[Stored data]
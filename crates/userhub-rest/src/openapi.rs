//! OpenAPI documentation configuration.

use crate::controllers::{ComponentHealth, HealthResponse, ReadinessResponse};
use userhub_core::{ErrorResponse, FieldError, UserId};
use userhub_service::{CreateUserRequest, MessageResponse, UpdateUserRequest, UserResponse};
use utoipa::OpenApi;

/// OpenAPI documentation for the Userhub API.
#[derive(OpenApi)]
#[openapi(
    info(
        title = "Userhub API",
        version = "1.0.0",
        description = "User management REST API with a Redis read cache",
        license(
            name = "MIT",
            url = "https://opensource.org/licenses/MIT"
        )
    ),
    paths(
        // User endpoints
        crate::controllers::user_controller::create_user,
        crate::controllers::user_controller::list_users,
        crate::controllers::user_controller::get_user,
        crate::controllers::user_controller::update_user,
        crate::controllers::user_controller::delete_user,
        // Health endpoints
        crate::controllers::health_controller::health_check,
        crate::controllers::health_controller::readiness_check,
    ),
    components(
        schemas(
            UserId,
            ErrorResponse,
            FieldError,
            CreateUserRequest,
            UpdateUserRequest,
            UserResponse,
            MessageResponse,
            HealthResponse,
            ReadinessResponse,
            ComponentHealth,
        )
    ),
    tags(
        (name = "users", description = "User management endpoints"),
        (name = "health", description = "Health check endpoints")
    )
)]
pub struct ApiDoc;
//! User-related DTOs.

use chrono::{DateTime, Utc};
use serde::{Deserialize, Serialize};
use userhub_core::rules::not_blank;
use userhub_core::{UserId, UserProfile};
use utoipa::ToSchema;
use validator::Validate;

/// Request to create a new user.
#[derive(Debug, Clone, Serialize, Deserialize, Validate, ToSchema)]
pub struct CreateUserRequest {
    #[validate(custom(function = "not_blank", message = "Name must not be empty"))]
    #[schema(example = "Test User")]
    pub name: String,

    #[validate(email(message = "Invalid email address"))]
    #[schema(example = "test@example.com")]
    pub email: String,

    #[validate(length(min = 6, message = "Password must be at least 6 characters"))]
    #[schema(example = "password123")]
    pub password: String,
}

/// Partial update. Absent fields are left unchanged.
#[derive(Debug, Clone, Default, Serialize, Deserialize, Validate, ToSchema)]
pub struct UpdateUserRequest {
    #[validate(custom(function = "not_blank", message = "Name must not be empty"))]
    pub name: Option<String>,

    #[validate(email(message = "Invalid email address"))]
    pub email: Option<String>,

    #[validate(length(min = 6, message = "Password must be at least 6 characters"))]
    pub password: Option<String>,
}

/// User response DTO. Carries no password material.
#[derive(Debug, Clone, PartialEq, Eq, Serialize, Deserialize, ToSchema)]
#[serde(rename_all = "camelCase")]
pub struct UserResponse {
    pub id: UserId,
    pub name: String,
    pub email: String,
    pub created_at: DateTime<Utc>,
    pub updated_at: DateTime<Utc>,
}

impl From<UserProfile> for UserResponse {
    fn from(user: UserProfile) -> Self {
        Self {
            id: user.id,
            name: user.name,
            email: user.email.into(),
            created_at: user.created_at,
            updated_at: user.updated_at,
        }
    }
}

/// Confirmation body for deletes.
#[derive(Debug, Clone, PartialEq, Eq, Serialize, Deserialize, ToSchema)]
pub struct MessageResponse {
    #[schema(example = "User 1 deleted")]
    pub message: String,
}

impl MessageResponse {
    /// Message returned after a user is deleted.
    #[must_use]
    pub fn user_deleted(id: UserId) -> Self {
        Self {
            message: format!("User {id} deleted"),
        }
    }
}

* * *

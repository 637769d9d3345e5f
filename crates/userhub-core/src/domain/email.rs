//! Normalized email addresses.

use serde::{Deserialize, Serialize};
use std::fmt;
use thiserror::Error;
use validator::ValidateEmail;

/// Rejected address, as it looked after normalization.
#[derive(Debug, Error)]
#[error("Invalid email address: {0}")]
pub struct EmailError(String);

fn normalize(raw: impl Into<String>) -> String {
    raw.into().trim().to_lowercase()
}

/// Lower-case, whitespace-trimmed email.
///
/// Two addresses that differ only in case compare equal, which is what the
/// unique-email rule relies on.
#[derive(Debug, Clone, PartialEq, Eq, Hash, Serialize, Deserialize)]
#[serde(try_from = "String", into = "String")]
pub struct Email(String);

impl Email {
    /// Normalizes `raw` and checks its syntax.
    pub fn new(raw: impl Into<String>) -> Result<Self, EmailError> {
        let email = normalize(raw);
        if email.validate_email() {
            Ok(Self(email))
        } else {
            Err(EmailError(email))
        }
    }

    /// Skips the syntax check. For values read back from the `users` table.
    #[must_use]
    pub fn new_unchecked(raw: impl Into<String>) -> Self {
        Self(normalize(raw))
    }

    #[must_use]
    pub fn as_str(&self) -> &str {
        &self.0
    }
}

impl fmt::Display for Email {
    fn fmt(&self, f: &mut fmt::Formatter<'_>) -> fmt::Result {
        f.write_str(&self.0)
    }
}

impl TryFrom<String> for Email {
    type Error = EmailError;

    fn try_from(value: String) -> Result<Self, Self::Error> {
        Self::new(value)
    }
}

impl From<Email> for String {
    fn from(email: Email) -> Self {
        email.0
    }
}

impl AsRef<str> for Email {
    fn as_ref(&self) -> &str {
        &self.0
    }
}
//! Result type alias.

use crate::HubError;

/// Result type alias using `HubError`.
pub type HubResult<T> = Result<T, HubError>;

==

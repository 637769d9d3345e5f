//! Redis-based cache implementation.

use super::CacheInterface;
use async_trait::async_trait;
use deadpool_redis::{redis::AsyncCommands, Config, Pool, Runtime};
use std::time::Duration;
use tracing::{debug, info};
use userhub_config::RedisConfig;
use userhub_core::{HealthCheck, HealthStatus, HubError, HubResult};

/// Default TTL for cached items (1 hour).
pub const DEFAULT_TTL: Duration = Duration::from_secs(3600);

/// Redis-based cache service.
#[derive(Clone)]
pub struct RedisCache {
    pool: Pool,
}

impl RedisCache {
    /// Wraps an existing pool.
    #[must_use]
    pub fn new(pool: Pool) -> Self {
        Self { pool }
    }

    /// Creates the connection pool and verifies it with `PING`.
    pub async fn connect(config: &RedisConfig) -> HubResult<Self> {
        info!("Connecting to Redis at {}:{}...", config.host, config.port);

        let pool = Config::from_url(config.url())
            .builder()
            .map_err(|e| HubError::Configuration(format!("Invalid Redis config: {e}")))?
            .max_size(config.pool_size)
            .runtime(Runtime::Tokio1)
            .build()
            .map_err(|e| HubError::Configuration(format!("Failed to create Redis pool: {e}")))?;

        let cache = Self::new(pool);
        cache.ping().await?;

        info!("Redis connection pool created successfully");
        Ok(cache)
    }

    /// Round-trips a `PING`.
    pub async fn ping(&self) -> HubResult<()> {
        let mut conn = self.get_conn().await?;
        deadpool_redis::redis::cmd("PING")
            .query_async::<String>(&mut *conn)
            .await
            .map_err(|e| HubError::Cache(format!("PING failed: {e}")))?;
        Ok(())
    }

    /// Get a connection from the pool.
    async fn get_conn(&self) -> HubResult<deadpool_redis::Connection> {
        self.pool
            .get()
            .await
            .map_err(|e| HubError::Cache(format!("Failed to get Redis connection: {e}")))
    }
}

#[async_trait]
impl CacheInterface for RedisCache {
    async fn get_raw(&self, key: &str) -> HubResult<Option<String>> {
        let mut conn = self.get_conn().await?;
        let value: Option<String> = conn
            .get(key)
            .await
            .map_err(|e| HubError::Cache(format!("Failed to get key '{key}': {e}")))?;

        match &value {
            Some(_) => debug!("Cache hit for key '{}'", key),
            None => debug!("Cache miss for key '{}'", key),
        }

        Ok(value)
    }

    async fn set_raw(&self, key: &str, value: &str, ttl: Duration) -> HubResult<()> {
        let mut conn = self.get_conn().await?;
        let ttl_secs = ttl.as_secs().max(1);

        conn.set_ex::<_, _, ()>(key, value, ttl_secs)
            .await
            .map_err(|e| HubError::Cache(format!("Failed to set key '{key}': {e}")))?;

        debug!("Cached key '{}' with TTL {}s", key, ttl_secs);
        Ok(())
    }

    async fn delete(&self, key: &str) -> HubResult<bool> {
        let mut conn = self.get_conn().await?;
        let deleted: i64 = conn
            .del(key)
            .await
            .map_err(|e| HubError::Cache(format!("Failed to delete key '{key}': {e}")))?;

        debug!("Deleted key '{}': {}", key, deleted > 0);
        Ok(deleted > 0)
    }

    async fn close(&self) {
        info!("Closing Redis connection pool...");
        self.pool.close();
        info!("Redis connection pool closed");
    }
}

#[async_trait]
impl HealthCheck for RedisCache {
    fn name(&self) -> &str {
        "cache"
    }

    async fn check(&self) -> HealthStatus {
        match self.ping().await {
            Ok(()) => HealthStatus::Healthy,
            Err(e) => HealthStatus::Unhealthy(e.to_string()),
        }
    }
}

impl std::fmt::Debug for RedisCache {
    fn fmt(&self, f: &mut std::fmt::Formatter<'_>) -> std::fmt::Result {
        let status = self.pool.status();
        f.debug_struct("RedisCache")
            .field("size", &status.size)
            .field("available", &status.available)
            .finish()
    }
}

▸ What the task asks:
The word "management" may appear on some lines of these records; state how many such lines there are, and nothing else.

▸ Your solution:
2